Common categories used for categorical data include information on age, race, or sex. To
correlate it with this exercise, the categorical data would be the colors of Skittles included in a
certain number of bags. Only being provided with the number of Skittles would make a very
short list without the category to define what the numbers are there for.
On the other side of the spectrum, quantitative data is strictly numerical. A couple examples
of this would be the lengths of newborn babies born on a certain day, or the heights of trees in a
specific area-or, let’s say, the number of Skittles in x amount of bags. Without quantitative data
for this exercise, I would have a graph simply labeled as “Skittles: red, green, yellow, orange and
purple.” While this would make a colorful graph, it probably would not be very useful.
So what information would not be useful for these data sets? If I needed to compile a
graph of the percentage grades of each student in a particular class, gathering each students’ hair
color would not contribute to this list at all. On the other side of that, if I were wanting to record
the hair color of each student in the same class, obtaining their grade would be just as redundant.
Math 1040 Skittles Term Project, Part III
6 CONFIDENCE INTERVAL ESTIMATES
What is the general purpose and meaning of a confidence interval? Confidence intervals are
a type of estimate of a population parameter. They consist of a range of values that are likely to
contain the population parameter of interest. Confidence intervals give acceptable estimates of
the unknown part of a population parameter.

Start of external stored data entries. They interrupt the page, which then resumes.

//! Hazard placement per reachable room, ranked by distance from the entrance.

use std::collections::BTreeSet;

use rand_chacha::rand_core::Rng;
use serde::{Deserialize, Serialize};

use crate::plan::{RoomMap, RoomsGraph};
use crate::random;
use crate::types::{HazardKind, Point};

use super::Chromosome;

#[derive(Clone, Copy, Debug, PartialEq, Eq, Serialize, Deserialize)]
pub struct HazardPlacement {
    pub tile: Point,
    pub kind: HazardKind,
}

#[derive(Clone, Debug, PartialEq, Eq, Serialize, Deserialize)]
pub struct HazardChromosome {
    /// Position of the room in the distance ranking; the entrance room is 0.
    pub rank: usize,
    pub room: usize,
    /// Free tiles of the room that hazards may occupy.
    pub room_tiles: Vec<Point>,
    pub hazards: Vec<HazardPlacement>,
}

impl HazardChromosome {
    /// Draws a hazard count below `min(max_hazards, free tiles)`, then that
    /// many distinct tiles, each with a uniformly chosen kind.
    pub fn generate<R: Rng + ?Sized>(
        rng: &mut R,
        rank: usize,
        room: usize,
        room_tiles: Vec<Point>,
        max_hazards: usize,
    ) -> Self {
        let cap = max_hazards.min(room_tiles.len());
        let count = if cap == 0 { 0 } else { random::below(rng, cap) };
        let hazards = random::sample_indices(rng, room_tiles.len(), count)
            .into_iter()
            .map(|slot| HazardPlacement {
                tile: room_tiles[slot],
                kind: *random::pick(rng, &HazardKind::ALL),
            })
            .collect();
        Self { rank, room, room_tiles, hazards }
    }

    /// Difficulty actually placed in the room: the squared hazard count plus
    /// every hazard's weight.
    pub fn observed_difficulty(&self) -> f64 {
        let count = self.hazards.len() as f64;
        count * count + self.hazards.iter().map(|hazard| hazard.kind.weight()).sum::<f64>()
    }
}

#[derive(Clone, Debug, PartialEq, Eq)]
pub struct RankedRoom {
    pub room: usize,
    pub tiles: Vec<Point>,
}

#[derive(Clone, Debug, PartialEq, Eq)]
pub struct HazardContext {
    /// Rooms in ranking order.
    pub rooms: Vec<RankedRoom>,
    pub max_hazards_per_room: usize,
}

impl HazardContext {
    /// Ranks the rooms reachable from `entrance` by centre-weighted traversal
    /// distance and strips `occupied` tiles from each room.
    pub fn from_layout(
        room_map: &RoomMap,
        entrance: usize,
        occupied: &BTreeSet<Point>,
        max_hazards_per_room: usize,
    ) -> Self {
        let graph = RoomsGraph::new(room_map);
        let distances = graph.weighted_distance_map(entrance, &room_map.rooms_centers());
        let mut rooms_tiles = room_map.rooms_tiles();
        let rooms = distances
            .ranked()
            .into_iter()
            .map(|room| {
                let tiles = rooms_tiles
                    .remove(&room)
                    .unwrap_or_default()
                    .into_iter()
                    .filter(|tile| !occupied.contains(tile))
                    .collect();
                RankedRoom { room, tiles }
            })
            .collect();
        Self { rooms, max_hazards_per_room }
    }
}

impl Chromosome for HazardChromosome {
    type Context = HazardContext;

    fn generate_gene<R: Rng + ?Sized>(rng: &mut R, context: &HazardContext) -> Vec<Self> {
        context
            .rooms
            .iter()
            .enumerate()
            .map(|(rank, ranked)| {
                let tiles = ranked.tiles.clone();
                Self::generate(rng, rank, ranked.room, tiles, context.max_hazards_per_room)
            })
            .collect()
    }

    fn regenerate<R: Rng + ?Sized>(&self, rng: &mut R, context: &HazardContext, _: usize) -> Self {
        let tiles = self.room_tiles.clone();
        Self::generate(rng, self.rank, self.room, tiles, context.max_hazards_per_room)
    }
}
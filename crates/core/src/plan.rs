//! Floor-plan evaluation substrate: the ownership raster and the room graph derived from it.
//!
//! Both structures are rebuilt from a gene on every query site; neither keeps
//! incremental state between fitness evaluations.

pub mod graph;
pub mod raster;

mod grid;

pub use graph::{DistanceMap, RoomsGraph};
pub use raster::RoomMap;
//! Room geometry and declared connectivity.

use rand_chacha::rand_core::Rng;
use serde::{Deserialize, Serialize};

use crate::config::LevelConfig;
use crate::random;
use crate::types::{Layering, Rect};

use super::Chromosome;

#[derive(Clone, Debug, PartialEq, Eq, Serialize, Deserialize)]
pub struct RoomChromosome {
    /// Slot in the gene; doubles as raster owner value and graph vertex id.
    pub index: usize,
    pub rect: Rect,
    pub layering: Layering,
    /// One flag per room slot: whether this room wants a door to that room.
    pub connected: Vec<bool>,
}

impl RoomChromosome {
    pub fn wants(&self, other: usize) -> bool {
        self.connected.get(other).copied().unwrap_or(false)
    }

    /// Both rooms declare the link.
    pub fn links_with(&self, other: &RoomChromosome) -> bool {
        self.wants(other.index) && other.wants(self.index)
    }

    pub fn generate<R: Rng + ?Sized>(
        rng: &mut R,
        config: &LevelConfig,
        index: usize,
        gene_len: usize,
    ) -> Self {
        let min = config.min_room_size;
        let x = random::in_range(rng, 1, config.width - min - 2);
        let y = random::in_range(rng, 1, config.height - min - 2);
        let w = random::in_range(rng, min, (config.width - x).min(config.max_room_size + 1));
        let h = random::in_range(rng, min, (config.height - y).min(config.max_room_size + 1));
        let layering = if random::coin(rng) { Layering::Over } else { Layering::Under };
        let connected = (0..gene_len).map(|_| random::coin(rng)).collect();
        Self { index, rect: Rect { x, y, w, h }, layering, connected }
    }
}

impl Chromosome for RoomChromosome {
    type Context = LevelConfig;

    fn generate_gene<R: Rng + ?Sized>(rng: &mut R, config: &LevelConfig) -> Vec<Self> {
        (0..config.gene_length)
            .map(|index| Self::generate(rng, config, index, config.gene_length))
            .collect()
    }

    fn regenerate<R: Rng + ?Sized>(
        &self,
        rng: &mut R,
        config: &LevelConfig,
        gene_len: usize,
    ) -> Self {
        Self::generate(rng, config, self.index, gene_len)
    }
}
//! Gene representations for the three optimization passes.
//!
//! The kinds share nothing but a calling convention: each can build a fresh
//! gene from a context and rebuild any single element of one.

pub mod hazard;
pub mod room;
pub mod room_type;

use rand_chacha::rand_core::Rng;

use crate::random;

pub use hazard::{HazardChromosome, HazardContext, HazardPlacement, RankedRoom};
pub use room::RoomChromosome;
pub use room_type::RoomTypeChromosome;

pub trait Chromosome: Clone + Sized {
    /// Whatever generation needs beyond the random source.
    type Context: ?Sized;

    fn generate_gene<R: Rng + ?Sized>(rng: &mut R, context: &Self::Context) -> Vec<Self>;

    /// Builds a replacement for this element from scratch, keeping its slot identity.
    fn regenerate<R: Rng + ?Sized>(
        &self,
        rng: &mut R,
        context: &Self::Context,
        gene_len: usize,
    ) -> Self;
}

/// Replaces one uniformly chosen element with a regenerated one.
pub fn mutate<C: Chromosome, R: Rng + ?Sized>(
    rng: &mut R,
    context: &C::Context,
    mut gene: Vec<C>,
) -> Vec<C> {
    if gene.is_empty() {
        return gene;
    }
    let slot = random::below(rng, gene.len());
    gene[slot] = gene[slot].regenerate(rng, context, gene.len());
    gene
}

To determine such estimates, confidence intervals are constructed at a certain confidence
level, which is set by the person conducting the study. The confidence level reflects the true
population parameter percentage. For example, if the confidence level equals 98 percent, then it
can correctly be assumed that the interval estimates would include the true population parameter
in about 98 percent of the studies. The confidence level is typically 95 percent, unless otherwise
stated. Because of this, the user will occasionally overlook stating the confidence level in their
study.
There is a 95 percent confidence level that the interval between .1883 and .2335 contains
the true value of the population proportion p. That means that out of numerous samples with a
sample size of 1252, 95 percent of them would contain the value of the population proportion p.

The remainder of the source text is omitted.